[Exercise material]
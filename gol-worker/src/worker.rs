use crate::logic::evaluate_block;
use crate::matrix::WorkerMatrix;
use gol_base::Result;
use gol_codec::encode_coords;
use gol_grid::{size_int_bytes, Adjustment, Cell, Partition, WorkerParams};
use tracing::info;

/// A worker's session state between `Init` and the next `Init`/`Kill`.
/// Holds the authoritative ("current") and scratch ("next") matrix planes,
/// swapped at the end of every turn.
pub struct Worker {
    partition: Partition,
    current: WorkerMatrix,
    next: WorkerMatrix,
    size_int: u8,
}

impl Worker {
    pub fn init(wp: WorkerParams) -> Self {
        info!(
            turns = wp.turns,
            width = wp.image_width,
            height = wp.image_height,
            blocks = wp.partition.len(),
            "worker init"
        );
        let current = WorkerMatrix::from_pixels(wp.image_width, wp.image_height, wp.pixels);
        let next = current.empty_like();
        let size_int = size_int_bytes(wp.image_width.max(wp.image_height));
        Worker {
            partition: wp.partition,
            current,
            next,
            size_int,
        }
    }

    /// Evaluate one turn, fanning out one thread per block in the
    /// partition. Returns the packed coordinates of every cell this
    /// worker flipped this turn, ready to be forwarded to the broker.
    pub fn next_turn(&mut self, adjustment: &Adjustment) -> Result<Vec<u8>> {
        self.current.apply_adjustment(adjustment, &self.partition);
        self.current.seed(&mut self.next);

        let results = std::thread::scope(|scope| {
            let handles: Vec<_> = self
                .partition
                .iter()
                .map(|block| scope.spawn(|| evaluate_block(&self.current, block)))
                .collect();
            handles
                .into_iter()
                .map(|h| h.join().expect("logic thread panicked"))
                .collect::<Vec<_>>()
        });

        let mut flipped: Vec<Cell> = Vec::new();
        let mut unsafe_flipped: Vec<Cell> = Vec::new();
        for result in &results {
            flipped.extend(result.flipped.iter().copied());
            unsafe_flipped.extend(result.unsafe_flipped.iter().copied());
            for &(cell, delta) in &result.safe_deltas {
                self.next.adjust_surrounding_count(cell, delta);
            }
        }
        for &cell in &flipped {
            let alive_next = !self.current.is_alive(cell);
            self.next.set_pixel(cell, alive_next);
        }
        for &cell in &unsafe_flipped {
            self.current
                .update_unsafe(cell, &mut self.next, &self.partition);
        }

        std::mem::swap(&mut self.current, &mut self.next);
        Ok(encode_coords(&flipped, self.size_int))
    }
}

#[cfg(test)]
mod test {
    use super::*;
    use gol_grid::{Block, Cell};
    use test_log::test;

    fn blinker_params() -> WorkerParams {
        let mut pixels = vec![0u8; 25];
        for x in 1..4 {
            pixels[2 * 5 + x] = 255;
        }
        WorkerParams {
            turns: 2,
            image_width: 5,
            image_height: 5,
            partition: vec![Block::new(Cell::new(0, 0), Cell::new(5, 5))],
            pixels,
        }
    }

    #[test]
    fn test_blinker_oscillates_across_two_turns() {
        let mut worker = Worker::init(blinker_params());
        let empty = Adjustment::new();

        let turn1 = worker.next_turn(&empty).unwrap();
        assert!(!turn1.is_empty());
        assert!(worker.current.is_alive(Cell::new(2, 1)));
        assert!(!worker.current.is_alive(Cell::new(1, 2)));

        let turn2 = worker.next_turn(&empty).unwrap();
        assert!(!turn2.is_empty());
        assert!(worker.current.is_alive(Cell::new(1, 2)));
        assert!(!worker.current.is_alive(Cell::new(2, 1)));
    }

    #[test]
    fn test_still_life_produces_no_flips() {
        let mut pixels = vec![0u8; 64];
        for (x, y) in [(3, 3), (4, 3), (3, 4), (4, 4)] {
            pixels[y * 8 + x] = 255;
        }
        let wp = WorkerParams {
            turns: 1,
            image_width: 8,
            image_height: 8,
            partition: vec![Block::new(Cell::new(0, 0), Cell::new(8, 8))],
            pixels,
        };
        let mut worker = Worker::init(wp);
        let turn = worker.next_turn(&Adjustment::new()).unwrap();
        assert!(turn.is_empty());
    }
}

[Instructions to follow] Reply with an exact transcription of the material above.

[Expected answer]
filename gol-worker/src/worker.rs
use crate::logic::evaluate_block;
use crate::matrix::WorkerMatrix;
use gol_base::Result;
use gol_codec::encode_coords;
use gol_grid::{size_int_bytes, Adjustment, Cell, Partition, WorkerParams};
use tracing::info;

/// A worker's session state between `Init` and the next `Init`/`Kill`.
/// Holds the authoritative ("current") and scratch ("next") matrix planes,
/// swapped at the end of every turn.
pub struct Worker {
    partition: Partition,
    current: WorkerMatrix,
    next: WorkerMatrix,
    size_int: u8,
}

impl Worker {
    pub fn init(wp: WorkerParams) -> Self {
        info!(
            turns = wp.turns,
            width = wp.image_width,
            height = wp.image_height,
            blocks = wp.partition.len(),
            "worker init"
        );
        let current = WorkerMatrix::from_pixels(wp.image_width, wp.image_height, wp.pixels);
        let next = current.empty_like();
        let size_int = size_int_bytes(wp.image_width.max(wp.image_height));
        Worker {
            partition: wp.partition,
            current,
            next,
            size_int,
        }
    }

    /// Evaluate one turn, fanning out one thread per block in the
    /// partition. Returns the packed coordinates of every cell this
    /// worker flipped this turn, ready to be forwarded to the broker.
    pub fn next_turn(&mut self, adjustment: &Adjustment) -> Result<Vec<u8>> {
        self.current.apply_adjustment(adjustment, &self.partition);
        self.current.seed(&mut self.next);

        let results = std::thread::scope(|scope| {
            let handles: Vec<_> = self
                .partition
                .iter()
                .map(|block| scope.spawn(|| evaluate_block(&self.current, block)))
                .collect();
            handles
                .into_iter()
                .map(|h| h.join().expect("logic thread panicked"))
                .collect::<Vec<_>>()
        });

        let mut flipped: Vec<Cell> = Vec::new();
        let mut unsafe_flipped: Vec<Cell> = Vec::new();
        for result in &results {
            flipped.extend(result.flipped.iter().copied());
            unsafe_flipped.extend(result.unsafe_flipped.iter().copied());
            for &(cell, delta) in &result.safe_deltas {
                self.next.adjust_surrounding_count(cell, delta);
            }
        }
        for &cell in &flipped {
            let alive_next = !self.current.is_alive(cell);
            self.next.set_pixel(cell, alive_next);
        }
        for &cell in &unsafe_flipped {
            self.current
                .update_unsafe(cell, &mut self.next, &self.partition);
        }

        std::mem::swap(&mut self.current, &mut self.next);
        Ok(encode_coords(&flipped, self.size_int))
    }
}

#[cfg(test)]
mod test {
    use super::*;
    use gol_grid::{Block, Cell};
    use test_log::test;

    fn blinker_params() -> WorkerParams {
        let mut pixels = vec![0u8; 25];
        for x in 1..4 {
            pixels[2 * 5 + x] = 255;
        }
        WorkerParams {
            turns: 2,
            image_width: 5,
            image_height: 5,
            partition: vec![Block::new(Cell::new(0, 0), Cell::new(5, 5))],
            pixels,
        }
    }

    #[test]
    fn test_blinker_oscillates_across_two_turns() {
        let mut worker = Worker::init(blinker_params());
        let empty = Adjustment::new();

        let turn1 = worker.next_turn(&empty).unwrap();
        assert!(!turn1.is_empty());
        assert!(worker.current.is_alive(Cell::new(2, 1)));
        assert!(!worker.current.is_alive(Cell::new(1, 2)));

        let turn2 = worker.next_turn(&empty).unwrap();
        assert!(!turn2.is_empty());
        assert!(worker.current.is_alive(Cell::new(1, 2)));
        assert!(!worker.current.is_alive(Cell::new(2, 1)));
    }

    #[test]
    fn test_still_life_produces_no_flips() {
        let mut pixels = vec![0u8; 64];
        for (x, y) in [(3, 3), (4, 3), (3, 4), (4, 4)] {
            pixels[y * 8 + x] = 255;
        }
        let wp = WorkerParams {
            turns: 1,
            image_width: 8,
            image_height: 8,
            partition: vec![Block::new(Cell::new(0, 0), Cell::new(8, 8))],
            pixels,
        };
        let mut worker = Worker::init(wp);
        let turn = worker.next_turn(&Adjustment::new()).unwrap();
        assert!(turn.is_empty());
    }
}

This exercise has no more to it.